• AVAILABLE RECORDS
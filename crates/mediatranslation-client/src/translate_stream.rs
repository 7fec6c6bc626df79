use std::pin::Pin;
use std::sync::{Arc, Mutex, PoisonError};
use std::task::{Context, Poll};

use futures_util::Stream;
use tonic::Status;
use tracing::warn;

use crate::error::Error;
use crate::grpc::StreamingTranslateSpeechResponse;

/// Set by the outbound side when the caller breaks the request order.
pub(crate) type ViolationSlot = Arc<Mutex<Option<String>>>;

/// Responses of one `StreamingTranslateSpeech` call.
pub struct TranslateSpeechStream {
    inner: Pin<Box<dyn Stream<Item = Result<StreamingTranslateSpeechResponse, Status>> + Send>>,
    violation: ViolationSlot,
    finished: bool,
}

impl TranslateSpeechStream {
    pub(crate) fn new(
        inner: Pin<Box<dyn Stream<Item = Result<StreamingTranslateSpeechResponse, Status>> + Send>>,
        violation: ViolationSlot,
    ) -> Self {
        Self {
            inner,
            violation,
            finished: false,
        }
    }

    fn take_violation(&mut self) -> Option<Error> {
        let violation = self
            .violation
            .lock()
            .unwrap_or_else(PoisonError::into_inner)
            .take()?;
        self.finished = true;
        Some(Error::InvalidRequest(violation))
    }
}

impl Stream for TranslateSpeechStream {
    type Item = Result<StreamingTranslateSpeechResponse, Error>;

    fn poll_next(mut self: Pin<&mut Self>, cx: &mut Context<'_>) -> Poll<Option<Self::Item>> {
        if self.finished {
            return Poll::Ready(None);
        }
        if let Some(err) = self.take_violation() {
            return Poll::Ready(Some(Err(err)));
        }
        match self.inner.as_mut().poll_next(cx) {
            Poll::Ready(Some(Ok(response))) => Poll::Ready(Some(Ok(response))),
            Poll::Ready(Some(Err(status))) => {
                warn!(
                    code = ?status.code(),
                    message = %status.message(),
                    "translate stream yielded error status"
                );
                Poll::Ready(Some(Err(status.into())))
            }
            Poll::Ready(None) => {
                if let Some(err) = self.take_violation() {
                    return Poll::Ready(Some(Err(err)));
                }
                self.finished = true;
                Poll::Ready(None)
            }
            Poll::Pending => Poll::Pending,
        }
    }
}
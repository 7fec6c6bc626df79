#[allow(clippy::all, clippy::pedantic, clippy::nursery, clippy::cargo)]
pub mod proto {
    pub mod google {
        pub mod rpc {
            tonic::include_proto!("google.rpc");
        }

        pub mod cloud {
            pub mod mediatranslation {
                pub mod v1alpha1 {
                    tonic::include_proto!("google.cloud.mediatranslation.v1alpha1");
                }
            }
        }
    }
}

use tokio_util::bytes::Bytes;

pub use proto::google::cloud::mediatranslation::v1alpha1::speech_translation_service_client::SpeechTranslationServiceClient as SpeechTranslationServiceStub;
pub use proto::google::cloud::mediatranslation::v1alpha1::speech_translation_service_server::{
    SpeechTranslationService, SpeechTranslationServiceServer,
};
pub use proto::google::cloud::mediatranslation::v1alpha1::streaming_translate_speech_request::StreamingRequest;
pub use proto::google::cloud::mediatranslation::v1alpha1::streaming_translate_speech_response::SpeechEventType;
pub use proto::google::cloud::mediatranslation::v1alpha1::streaming_translate_speech_result::{
    Result as TranslateResult, TextTranslationResult,
};
pub use proto::google::cloud::mediatranslation::v1alpha1::{
    StreamingTranslateSpeechConfig, StreamingTranslateSpeechRequest,
    StreamingTranslateSpeechResponse, StreamingTranslateSpeechResult, TranslateSpeechConfig,
};
pub use proto::google::rpc::Status as RpcStatus;

impl StreamingTranslateSpeechRequest {
    /// The opening message of a call.
    #[must_use]
    pub const fn config(config: StreamingTranslateSpeechConfig) -> Self {
        Self {
            streaming_request: Some(StreamingRequest::StreamingConfig(config)),
        }
    }

    #[must_use]
    pub fn audio(chunk: Bytes) -> Self {
        Self {
            streaming_request: Some(StreamingRequest::AudioContent(chunk.to_vec())),
        }
    }

    #[must_use]
    pub const fn is_config(&self) -> bool {
        matches!(
            self.streaming_request,
            Some(StreamingRequest::StreamingConfig(_))
        )
    }

    #[must_use]
    pub const fn is_audio(&self) -> bool {
        matches!(self.streaming_request, Some(StreamingRequest::AudioContent(_)))
    }
}

impl StreamingTranslateSpeechResponse {
    /// The text translation carried by this response, if any.
    #[must_use]
    pub fn text_translation(&self) -> Option<&TextTranslationResult> {
        match self.result.as_ref()?.result.as_ref()? {
            TranslateResult::TextTranslationResult(text) => Some(text),
        }
    }

    /// The embedded service error, if it carries a non-OK code.
    #[must_use]
    pub fn service_error(&self) -> Option<&RpcStatus> {
        self.error.as_ref().filter(|status| status.code != 0)
    }
}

• EXERCISE AIM
Looking only at the listing, say how many lines include "RpcStatus"; reply with the number alone.

• RESULT OF THE TASK
2